Friday, March 29, 2024
Perfil

ARGENTINA | 15-05-2020 15:38

Opposition outcry as Anti-Corruption Office withdraws from CFK graft case

Argentina’s Anti-Corruption Office says it is withdrawing as a plaintiff in the Hotesur and Los Sauces hotels money-laundering case involving Vice-President Cristina Fernández de Kirchner and her two children.

Argentina’s Anti-Corruption Office (OA, in its Spanish acronym) on Thursday announced that it would be withdrawing as a plaintiff in the money-laundering cases of the hotels Hotesur and Los Sauces involving Vice-President Cristina Fernández de Kirchner, as well as her two children Máximo and Florencia, prompting an outcry in opposition circles. 

The brief text delivered to the TO5 courtroom trying the case, by lawyers of the anti-graft watchdog headed by Félix Crous, justified its decision by arguing that the monitoring of this case belong more properly to Unit of Financial Information (UIF, in its Spanish acronym), which specialises in money-laundering. 

Crous also argued that his mandate was to track present and future rather than past corruption within the limited resources of his office.
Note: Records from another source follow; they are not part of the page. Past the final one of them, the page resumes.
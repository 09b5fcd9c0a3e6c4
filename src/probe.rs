//! TCP reachability check for the preview server
//!
//! A successful connect only says *something* is listening; it does not
//! identify the process behind the port.

use std::time::Duration;
use tokio::net::TcpStream;
use tokio::time::timeout;

/// Default connect budget, matching the preview readiness poll
pub const DEFAULT_PROBE_TIMEOUT: Duration = Duration::from_millis(500);

/// Returns true if `host:port` accepts a TCP connection within `budget`
pub async fn is_port_open(host: &str, port: u16, budget: Duration) -> bool {
    matches!(
        timeout(budget, TcpStream::connect((host, port))).await,
        Ok(Ok(_))
    )
}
The cases centre on the hotels being used as a vehicle to pay kickbacks to the Kirchner family for the award of public works contracts in Santa Cruz province to Lázaro Báez, a business ally who paid massive hotel bills for rooms which were never occupied.

The Juntos por el Cambio opposition coalition rapidly issued a communiqué accusing President Alberto Fernández of seeking to “consecrate impunity for the corruption” of his vice-president.

Opposition critics were quick to point out that not only was Crous a presidential appointment but he has long been a militant supporter of the chief defendant in these cases, co-founding the Justicia Legítima grouping of prosecutors and lawyers, which is seen as Kirchnerite.

On Friday, a group of Juntos por el Cambio lawmakers, including names such as Graciela Ocaña, Waldo Wolff and Fernando Iglesias among others, denounced Crous for failing "the obligations of his position, with the sole and obvious object of benefiting those charged." That complaint followed another made by lawyer Silvina Martínez on Thursday, as well as a statement from the Civic Coalition party, which has asked Crous to attend Congress to detail his reasons for the move.

Nevertheless, the legal impact of the OA initiative was probably overrated by its critics. It does nothing to close the case against the former president but in any case the judges had been showing no haste to pursue the trial against such a powerful figure as Fernández de Kirchner, even before the coronavirus quarantine (including a court holiday) offered further reasons for delay.